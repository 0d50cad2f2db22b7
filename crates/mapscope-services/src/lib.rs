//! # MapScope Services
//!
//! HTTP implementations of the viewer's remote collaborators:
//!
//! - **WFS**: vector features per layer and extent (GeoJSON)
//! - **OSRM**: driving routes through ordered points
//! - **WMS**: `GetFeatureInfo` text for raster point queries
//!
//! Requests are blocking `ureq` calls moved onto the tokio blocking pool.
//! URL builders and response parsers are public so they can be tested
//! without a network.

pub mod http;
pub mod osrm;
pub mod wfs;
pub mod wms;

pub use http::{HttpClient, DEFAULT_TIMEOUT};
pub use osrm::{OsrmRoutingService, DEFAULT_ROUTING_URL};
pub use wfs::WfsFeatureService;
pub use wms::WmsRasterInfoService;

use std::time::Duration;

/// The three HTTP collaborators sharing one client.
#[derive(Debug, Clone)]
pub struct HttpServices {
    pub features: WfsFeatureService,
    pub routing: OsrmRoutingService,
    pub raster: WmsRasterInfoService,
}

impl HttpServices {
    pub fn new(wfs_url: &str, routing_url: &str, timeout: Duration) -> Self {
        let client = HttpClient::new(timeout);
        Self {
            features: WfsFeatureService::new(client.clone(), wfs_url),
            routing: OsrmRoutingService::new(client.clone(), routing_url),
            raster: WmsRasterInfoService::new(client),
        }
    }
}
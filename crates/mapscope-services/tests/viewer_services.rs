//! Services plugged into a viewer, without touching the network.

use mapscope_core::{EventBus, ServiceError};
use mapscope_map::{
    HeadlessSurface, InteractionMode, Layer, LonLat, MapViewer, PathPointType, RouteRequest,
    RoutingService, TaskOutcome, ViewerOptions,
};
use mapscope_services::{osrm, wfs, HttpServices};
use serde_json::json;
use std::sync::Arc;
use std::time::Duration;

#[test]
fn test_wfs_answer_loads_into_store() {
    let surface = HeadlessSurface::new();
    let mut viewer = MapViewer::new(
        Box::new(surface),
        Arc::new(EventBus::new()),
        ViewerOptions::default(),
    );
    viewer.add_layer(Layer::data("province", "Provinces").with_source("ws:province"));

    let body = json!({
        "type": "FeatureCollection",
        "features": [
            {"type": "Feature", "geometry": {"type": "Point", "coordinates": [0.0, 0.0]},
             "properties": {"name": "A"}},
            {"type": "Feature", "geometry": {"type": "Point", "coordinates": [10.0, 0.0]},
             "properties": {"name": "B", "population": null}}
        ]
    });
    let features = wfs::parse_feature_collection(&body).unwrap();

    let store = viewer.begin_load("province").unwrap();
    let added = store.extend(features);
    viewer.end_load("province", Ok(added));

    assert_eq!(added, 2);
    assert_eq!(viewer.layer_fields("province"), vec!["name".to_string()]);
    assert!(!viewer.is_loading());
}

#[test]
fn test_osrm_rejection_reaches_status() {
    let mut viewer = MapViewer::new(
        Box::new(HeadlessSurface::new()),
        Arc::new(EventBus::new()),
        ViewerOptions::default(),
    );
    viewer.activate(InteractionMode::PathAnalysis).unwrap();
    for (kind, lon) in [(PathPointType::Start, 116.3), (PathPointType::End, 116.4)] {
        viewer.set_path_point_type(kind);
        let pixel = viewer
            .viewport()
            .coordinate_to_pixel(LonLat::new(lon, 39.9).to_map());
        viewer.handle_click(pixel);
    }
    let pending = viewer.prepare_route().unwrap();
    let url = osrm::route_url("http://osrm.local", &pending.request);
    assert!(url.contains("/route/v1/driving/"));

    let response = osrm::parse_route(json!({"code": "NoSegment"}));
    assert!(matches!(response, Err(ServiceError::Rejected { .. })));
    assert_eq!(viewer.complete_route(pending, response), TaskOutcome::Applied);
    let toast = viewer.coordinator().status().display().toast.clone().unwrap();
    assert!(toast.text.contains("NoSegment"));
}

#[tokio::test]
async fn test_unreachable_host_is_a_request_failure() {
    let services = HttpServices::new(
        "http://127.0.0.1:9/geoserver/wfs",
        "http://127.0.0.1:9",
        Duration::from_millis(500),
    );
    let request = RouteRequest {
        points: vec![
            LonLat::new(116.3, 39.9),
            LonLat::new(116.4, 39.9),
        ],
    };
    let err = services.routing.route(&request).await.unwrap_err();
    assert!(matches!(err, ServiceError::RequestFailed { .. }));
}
* * *
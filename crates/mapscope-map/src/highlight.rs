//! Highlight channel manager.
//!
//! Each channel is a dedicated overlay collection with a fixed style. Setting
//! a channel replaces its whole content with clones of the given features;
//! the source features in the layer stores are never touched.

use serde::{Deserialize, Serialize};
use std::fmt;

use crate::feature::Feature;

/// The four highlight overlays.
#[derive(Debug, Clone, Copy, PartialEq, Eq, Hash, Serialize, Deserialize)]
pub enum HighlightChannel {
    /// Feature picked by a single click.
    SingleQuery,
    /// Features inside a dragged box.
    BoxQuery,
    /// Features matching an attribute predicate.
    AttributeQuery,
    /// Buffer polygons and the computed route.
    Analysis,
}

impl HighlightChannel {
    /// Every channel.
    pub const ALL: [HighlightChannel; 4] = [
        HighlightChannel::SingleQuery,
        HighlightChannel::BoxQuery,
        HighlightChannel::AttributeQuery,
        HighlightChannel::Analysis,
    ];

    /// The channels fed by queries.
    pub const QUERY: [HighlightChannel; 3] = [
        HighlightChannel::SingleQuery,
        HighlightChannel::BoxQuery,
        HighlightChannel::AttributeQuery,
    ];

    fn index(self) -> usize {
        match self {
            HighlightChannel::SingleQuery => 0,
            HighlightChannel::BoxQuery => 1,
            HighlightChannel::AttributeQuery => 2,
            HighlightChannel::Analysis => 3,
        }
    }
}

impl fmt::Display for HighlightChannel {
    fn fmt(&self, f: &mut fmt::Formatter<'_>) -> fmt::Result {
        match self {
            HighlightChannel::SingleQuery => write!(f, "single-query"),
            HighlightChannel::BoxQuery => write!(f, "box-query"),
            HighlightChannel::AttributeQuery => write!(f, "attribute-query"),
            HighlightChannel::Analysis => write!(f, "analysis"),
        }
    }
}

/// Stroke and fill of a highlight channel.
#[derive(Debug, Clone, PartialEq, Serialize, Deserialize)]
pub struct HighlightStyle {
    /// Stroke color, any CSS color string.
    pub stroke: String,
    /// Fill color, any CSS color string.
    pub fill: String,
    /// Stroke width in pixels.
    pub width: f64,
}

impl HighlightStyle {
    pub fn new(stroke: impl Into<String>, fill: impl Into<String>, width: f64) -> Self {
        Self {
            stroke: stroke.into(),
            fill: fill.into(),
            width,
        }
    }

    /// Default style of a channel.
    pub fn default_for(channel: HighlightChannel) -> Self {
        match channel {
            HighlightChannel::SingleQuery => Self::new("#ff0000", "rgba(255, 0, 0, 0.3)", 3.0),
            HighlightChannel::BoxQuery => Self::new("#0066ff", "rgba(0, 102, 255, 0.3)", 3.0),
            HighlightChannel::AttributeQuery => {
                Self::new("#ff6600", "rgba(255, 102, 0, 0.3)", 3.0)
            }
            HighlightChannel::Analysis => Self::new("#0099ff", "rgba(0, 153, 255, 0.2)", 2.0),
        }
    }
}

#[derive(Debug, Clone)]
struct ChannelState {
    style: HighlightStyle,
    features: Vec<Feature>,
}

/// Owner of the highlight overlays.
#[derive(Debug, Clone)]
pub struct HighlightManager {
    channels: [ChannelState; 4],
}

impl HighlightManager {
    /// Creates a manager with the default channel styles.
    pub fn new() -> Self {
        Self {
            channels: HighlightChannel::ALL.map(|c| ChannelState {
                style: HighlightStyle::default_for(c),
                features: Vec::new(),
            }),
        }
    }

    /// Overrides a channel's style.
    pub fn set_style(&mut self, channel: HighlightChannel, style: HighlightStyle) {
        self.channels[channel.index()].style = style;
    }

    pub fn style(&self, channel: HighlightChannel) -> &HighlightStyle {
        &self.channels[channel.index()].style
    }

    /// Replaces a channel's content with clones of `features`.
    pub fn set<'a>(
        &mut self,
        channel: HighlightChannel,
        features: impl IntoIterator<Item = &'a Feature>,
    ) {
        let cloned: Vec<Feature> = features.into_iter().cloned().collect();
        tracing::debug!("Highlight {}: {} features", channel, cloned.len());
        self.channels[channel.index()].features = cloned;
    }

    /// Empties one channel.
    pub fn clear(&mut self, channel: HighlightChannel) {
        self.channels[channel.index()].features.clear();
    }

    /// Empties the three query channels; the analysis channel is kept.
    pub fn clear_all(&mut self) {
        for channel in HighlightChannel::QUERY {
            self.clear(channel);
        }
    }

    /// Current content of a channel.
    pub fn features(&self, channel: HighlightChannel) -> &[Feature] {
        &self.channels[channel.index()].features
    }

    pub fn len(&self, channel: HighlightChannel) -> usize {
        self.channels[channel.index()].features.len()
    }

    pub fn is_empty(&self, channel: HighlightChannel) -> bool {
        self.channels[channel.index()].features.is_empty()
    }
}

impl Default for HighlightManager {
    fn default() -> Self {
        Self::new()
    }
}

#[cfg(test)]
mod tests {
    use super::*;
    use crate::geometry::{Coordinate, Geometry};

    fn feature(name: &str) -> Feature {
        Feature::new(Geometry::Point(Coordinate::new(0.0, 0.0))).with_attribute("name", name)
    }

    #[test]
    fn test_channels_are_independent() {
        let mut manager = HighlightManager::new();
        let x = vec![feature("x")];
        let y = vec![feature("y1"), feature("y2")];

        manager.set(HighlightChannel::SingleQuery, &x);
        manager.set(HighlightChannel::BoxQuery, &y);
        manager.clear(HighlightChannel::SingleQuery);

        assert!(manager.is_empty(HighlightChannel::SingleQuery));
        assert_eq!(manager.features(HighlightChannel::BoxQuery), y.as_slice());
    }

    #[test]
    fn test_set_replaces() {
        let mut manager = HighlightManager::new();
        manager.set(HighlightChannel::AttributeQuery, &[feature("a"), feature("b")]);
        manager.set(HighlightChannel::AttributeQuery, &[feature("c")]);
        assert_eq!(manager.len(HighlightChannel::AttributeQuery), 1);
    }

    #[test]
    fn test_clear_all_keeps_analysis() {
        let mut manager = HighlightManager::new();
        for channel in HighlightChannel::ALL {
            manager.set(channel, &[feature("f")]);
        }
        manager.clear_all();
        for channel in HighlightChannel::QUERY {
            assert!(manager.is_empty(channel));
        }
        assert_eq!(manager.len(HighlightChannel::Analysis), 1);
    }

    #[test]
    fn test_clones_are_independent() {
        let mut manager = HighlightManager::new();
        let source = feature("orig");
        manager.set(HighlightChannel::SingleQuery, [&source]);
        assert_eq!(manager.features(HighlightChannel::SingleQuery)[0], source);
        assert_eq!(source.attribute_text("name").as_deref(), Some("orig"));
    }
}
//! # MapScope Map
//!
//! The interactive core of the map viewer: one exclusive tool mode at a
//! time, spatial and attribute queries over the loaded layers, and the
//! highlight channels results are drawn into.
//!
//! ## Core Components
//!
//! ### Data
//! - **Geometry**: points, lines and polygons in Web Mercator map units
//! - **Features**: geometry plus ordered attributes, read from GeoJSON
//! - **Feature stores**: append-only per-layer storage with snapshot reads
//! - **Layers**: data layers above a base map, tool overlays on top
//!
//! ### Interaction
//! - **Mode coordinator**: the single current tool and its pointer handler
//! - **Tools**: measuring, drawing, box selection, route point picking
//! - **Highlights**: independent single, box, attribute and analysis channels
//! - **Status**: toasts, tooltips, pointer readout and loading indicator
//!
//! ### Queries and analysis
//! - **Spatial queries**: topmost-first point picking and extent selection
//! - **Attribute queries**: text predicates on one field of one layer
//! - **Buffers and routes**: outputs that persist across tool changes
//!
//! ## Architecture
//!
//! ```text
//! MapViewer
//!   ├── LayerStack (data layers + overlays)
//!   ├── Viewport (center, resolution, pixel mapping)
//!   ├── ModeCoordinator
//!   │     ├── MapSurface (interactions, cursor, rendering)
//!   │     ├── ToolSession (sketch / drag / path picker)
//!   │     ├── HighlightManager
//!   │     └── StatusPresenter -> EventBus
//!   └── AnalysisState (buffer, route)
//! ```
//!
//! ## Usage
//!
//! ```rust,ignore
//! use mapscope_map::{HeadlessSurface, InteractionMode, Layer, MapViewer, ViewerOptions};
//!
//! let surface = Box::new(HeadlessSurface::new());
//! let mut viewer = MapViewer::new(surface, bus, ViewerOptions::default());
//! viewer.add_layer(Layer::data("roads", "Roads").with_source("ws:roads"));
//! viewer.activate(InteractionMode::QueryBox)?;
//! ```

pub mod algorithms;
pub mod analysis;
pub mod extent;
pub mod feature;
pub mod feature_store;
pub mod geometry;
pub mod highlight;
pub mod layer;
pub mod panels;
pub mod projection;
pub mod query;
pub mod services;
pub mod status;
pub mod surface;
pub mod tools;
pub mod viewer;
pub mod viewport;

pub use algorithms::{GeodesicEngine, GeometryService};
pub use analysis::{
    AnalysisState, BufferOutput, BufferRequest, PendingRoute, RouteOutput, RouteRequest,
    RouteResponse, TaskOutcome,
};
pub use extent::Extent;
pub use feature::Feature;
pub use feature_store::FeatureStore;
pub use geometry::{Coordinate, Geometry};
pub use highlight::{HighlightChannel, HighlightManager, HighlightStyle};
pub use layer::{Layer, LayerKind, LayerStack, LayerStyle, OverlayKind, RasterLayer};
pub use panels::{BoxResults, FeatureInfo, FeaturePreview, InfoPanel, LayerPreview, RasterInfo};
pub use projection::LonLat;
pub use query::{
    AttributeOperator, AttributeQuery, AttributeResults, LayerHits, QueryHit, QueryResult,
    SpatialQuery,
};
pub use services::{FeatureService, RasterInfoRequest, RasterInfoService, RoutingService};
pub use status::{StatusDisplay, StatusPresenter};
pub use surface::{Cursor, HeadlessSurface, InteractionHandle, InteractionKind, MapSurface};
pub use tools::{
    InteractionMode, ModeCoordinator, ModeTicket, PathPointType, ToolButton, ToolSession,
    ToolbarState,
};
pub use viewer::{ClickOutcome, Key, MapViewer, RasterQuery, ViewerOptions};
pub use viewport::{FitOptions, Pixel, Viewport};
--
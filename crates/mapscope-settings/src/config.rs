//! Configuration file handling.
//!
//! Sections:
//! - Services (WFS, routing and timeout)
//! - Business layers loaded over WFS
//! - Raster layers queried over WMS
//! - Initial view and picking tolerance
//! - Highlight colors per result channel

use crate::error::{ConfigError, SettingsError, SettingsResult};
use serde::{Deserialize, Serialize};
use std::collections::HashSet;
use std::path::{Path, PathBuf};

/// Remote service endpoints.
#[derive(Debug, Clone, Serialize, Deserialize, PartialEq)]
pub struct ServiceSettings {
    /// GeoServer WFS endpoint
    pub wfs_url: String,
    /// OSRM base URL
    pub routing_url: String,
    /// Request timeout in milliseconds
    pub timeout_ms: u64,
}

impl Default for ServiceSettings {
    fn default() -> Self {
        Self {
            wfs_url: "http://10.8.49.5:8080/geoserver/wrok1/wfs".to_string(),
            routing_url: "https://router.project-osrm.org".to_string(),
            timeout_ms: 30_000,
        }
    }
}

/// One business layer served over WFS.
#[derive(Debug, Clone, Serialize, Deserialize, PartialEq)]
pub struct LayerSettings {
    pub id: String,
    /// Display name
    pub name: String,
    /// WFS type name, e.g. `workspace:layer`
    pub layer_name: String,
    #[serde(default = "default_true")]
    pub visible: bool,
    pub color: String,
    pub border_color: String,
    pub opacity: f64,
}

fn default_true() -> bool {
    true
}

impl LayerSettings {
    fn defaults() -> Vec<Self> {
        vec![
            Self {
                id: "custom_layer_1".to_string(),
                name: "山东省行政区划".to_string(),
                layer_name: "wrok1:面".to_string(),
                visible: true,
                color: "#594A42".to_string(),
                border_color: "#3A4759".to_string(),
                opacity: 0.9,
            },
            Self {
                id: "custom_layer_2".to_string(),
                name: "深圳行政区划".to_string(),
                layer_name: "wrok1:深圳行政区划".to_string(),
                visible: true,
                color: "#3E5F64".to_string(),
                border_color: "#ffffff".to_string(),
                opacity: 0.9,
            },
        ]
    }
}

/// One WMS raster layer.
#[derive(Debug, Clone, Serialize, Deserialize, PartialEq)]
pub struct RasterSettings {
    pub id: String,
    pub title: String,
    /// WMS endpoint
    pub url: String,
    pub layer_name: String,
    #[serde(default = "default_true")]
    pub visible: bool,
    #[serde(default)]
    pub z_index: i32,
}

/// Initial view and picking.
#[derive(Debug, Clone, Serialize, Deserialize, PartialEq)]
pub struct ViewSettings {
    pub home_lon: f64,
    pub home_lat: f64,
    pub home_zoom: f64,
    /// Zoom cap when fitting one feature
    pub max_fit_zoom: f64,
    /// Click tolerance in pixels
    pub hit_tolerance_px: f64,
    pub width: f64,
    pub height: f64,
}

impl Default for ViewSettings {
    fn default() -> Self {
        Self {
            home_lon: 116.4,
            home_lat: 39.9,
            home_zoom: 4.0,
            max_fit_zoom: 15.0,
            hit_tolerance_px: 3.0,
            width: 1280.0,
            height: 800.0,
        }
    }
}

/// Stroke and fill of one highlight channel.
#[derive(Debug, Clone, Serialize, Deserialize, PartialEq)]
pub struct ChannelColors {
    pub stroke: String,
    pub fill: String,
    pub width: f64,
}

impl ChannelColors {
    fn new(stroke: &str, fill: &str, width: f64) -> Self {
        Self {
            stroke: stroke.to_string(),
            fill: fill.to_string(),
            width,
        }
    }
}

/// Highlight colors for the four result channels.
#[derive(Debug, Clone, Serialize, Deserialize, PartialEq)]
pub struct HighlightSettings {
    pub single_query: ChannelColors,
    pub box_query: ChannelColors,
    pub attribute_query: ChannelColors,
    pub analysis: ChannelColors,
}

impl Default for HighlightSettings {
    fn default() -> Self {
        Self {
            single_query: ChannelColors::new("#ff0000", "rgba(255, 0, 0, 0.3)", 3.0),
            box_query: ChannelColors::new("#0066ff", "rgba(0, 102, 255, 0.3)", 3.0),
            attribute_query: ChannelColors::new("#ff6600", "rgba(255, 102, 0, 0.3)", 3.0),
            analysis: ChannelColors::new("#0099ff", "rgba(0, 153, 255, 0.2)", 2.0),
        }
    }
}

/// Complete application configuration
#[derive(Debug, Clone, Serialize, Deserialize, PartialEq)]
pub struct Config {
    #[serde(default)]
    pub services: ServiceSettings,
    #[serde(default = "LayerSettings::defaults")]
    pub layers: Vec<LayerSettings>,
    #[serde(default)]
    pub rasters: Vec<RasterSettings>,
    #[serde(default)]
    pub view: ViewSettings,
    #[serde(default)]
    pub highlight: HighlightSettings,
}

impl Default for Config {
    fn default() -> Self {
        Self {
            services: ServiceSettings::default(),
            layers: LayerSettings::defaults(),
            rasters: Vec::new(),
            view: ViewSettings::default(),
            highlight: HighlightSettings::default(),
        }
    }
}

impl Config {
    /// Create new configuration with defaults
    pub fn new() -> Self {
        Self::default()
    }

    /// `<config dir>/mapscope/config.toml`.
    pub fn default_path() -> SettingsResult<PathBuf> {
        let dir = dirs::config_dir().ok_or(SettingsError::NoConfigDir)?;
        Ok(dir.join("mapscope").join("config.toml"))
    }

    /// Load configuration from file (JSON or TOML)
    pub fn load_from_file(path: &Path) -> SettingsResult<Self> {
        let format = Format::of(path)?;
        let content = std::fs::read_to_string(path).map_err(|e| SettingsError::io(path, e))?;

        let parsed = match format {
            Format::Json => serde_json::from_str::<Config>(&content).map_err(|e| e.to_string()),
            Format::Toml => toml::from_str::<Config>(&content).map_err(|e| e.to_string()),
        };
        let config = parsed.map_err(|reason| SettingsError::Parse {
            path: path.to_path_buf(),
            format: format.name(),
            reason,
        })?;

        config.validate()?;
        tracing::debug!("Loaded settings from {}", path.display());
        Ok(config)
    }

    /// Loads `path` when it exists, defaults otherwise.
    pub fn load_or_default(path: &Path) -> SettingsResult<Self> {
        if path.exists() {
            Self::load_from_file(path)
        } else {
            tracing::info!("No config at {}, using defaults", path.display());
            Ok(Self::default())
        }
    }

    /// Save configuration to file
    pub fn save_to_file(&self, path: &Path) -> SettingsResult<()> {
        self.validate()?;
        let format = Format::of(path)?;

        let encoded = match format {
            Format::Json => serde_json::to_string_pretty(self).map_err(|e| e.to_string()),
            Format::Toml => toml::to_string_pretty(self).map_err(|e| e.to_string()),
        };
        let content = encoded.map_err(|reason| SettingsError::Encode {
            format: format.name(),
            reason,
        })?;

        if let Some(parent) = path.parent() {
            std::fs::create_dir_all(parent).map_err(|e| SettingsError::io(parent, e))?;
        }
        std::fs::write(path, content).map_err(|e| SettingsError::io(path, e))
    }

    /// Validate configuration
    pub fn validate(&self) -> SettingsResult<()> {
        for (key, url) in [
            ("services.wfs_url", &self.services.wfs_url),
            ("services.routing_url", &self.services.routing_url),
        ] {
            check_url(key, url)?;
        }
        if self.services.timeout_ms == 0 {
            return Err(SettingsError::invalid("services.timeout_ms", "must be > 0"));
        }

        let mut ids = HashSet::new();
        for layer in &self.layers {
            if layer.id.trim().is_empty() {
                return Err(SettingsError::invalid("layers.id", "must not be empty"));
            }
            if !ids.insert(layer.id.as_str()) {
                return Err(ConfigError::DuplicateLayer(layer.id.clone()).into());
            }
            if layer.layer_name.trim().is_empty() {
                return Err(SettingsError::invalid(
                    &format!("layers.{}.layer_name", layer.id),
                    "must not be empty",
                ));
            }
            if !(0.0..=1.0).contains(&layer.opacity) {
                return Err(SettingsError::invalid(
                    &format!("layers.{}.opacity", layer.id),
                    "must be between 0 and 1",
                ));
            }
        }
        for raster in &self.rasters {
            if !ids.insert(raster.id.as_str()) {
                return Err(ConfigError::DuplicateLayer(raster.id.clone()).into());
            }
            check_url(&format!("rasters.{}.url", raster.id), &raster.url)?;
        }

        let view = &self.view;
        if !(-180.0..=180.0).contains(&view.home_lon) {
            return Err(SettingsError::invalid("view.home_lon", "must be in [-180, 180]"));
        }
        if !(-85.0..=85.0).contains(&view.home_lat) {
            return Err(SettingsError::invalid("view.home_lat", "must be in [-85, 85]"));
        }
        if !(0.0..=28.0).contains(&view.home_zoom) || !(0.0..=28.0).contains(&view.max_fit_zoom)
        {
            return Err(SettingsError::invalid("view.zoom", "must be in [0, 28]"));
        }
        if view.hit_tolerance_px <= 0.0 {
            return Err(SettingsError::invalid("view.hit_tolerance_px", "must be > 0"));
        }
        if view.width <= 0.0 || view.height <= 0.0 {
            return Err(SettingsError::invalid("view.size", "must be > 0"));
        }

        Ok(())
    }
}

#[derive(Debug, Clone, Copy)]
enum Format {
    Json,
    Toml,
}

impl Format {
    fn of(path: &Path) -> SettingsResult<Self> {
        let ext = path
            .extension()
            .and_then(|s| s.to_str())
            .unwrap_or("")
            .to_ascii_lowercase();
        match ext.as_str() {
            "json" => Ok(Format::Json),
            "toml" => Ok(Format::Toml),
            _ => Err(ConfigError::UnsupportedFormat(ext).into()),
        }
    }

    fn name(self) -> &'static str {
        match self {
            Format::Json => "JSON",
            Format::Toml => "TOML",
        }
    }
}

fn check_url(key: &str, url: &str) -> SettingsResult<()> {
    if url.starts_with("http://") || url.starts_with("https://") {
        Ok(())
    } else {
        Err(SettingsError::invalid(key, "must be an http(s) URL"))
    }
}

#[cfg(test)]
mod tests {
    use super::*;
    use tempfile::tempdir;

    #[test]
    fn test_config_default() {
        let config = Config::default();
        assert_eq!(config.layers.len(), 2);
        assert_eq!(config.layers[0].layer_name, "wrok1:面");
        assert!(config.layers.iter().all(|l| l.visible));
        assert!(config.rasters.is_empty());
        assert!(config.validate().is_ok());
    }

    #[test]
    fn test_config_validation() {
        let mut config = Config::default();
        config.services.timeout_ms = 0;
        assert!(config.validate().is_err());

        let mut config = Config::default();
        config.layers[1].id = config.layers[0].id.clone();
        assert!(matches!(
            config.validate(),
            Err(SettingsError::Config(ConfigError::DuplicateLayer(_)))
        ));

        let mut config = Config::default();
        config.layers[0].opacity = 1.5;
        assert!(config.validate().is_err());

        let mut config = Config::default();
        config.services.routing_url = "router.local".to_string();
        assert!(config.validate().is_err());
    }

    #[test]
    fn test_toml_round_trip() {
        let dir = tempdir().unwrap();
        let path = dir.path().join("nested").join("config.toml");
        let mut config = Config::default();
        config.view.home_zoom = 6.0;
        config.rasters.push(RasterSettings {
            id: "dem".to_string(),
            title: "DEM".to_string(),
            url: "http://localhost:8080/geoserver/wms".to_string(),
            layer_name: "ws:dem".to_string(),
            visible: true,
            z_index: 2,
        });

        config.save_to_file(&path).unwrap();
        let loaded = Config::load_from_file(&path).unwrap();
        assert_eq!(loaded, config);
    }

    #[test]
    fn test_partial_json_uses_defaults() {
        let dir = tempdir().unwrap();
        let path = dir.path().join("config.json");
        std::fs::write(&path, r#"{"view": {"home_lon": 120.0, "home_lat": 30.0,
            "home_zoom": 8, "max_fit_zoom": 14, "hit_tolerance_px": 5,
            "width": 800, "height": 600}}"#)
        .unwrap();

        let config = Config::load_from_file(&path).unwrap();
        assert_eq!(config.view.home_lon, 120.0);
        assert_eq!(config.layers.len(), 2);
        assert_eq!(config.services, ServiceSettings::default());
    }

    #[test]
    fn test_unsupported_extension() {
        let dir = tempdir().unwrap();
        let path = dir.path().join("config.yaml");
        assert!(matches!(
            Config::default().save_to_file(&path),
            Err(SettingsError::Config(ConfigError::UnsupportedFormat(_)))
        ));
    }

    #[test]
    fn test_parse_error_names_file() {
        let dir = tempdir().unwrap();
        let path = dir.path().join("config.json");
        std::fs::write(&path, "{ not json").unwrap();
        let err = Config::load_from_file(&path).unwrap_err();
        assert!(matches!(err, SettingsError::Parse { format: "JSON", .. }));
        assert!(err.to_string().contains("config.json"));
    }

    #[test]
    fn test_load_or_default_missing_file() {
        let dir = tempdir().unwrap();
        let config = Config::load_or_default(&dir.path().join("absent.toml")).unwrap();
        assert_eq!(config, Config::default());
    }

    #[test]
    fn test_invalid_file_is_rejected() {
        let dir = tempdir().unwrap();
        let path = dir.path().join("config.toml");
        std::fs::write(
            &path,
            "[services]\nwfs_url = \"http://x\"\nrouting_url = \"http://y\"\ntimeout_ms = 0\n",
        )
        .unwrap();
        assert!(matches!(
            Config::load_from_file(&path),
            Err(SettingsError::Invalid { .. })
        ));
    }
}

--- What is needed ---
Copy every line above that holds the word "深圳行政区划".

--- Result for this exercise ---
                name: "深圳行政区划".to_string(),
                layer_name: "wrok1:深圳行政区划".to_string(),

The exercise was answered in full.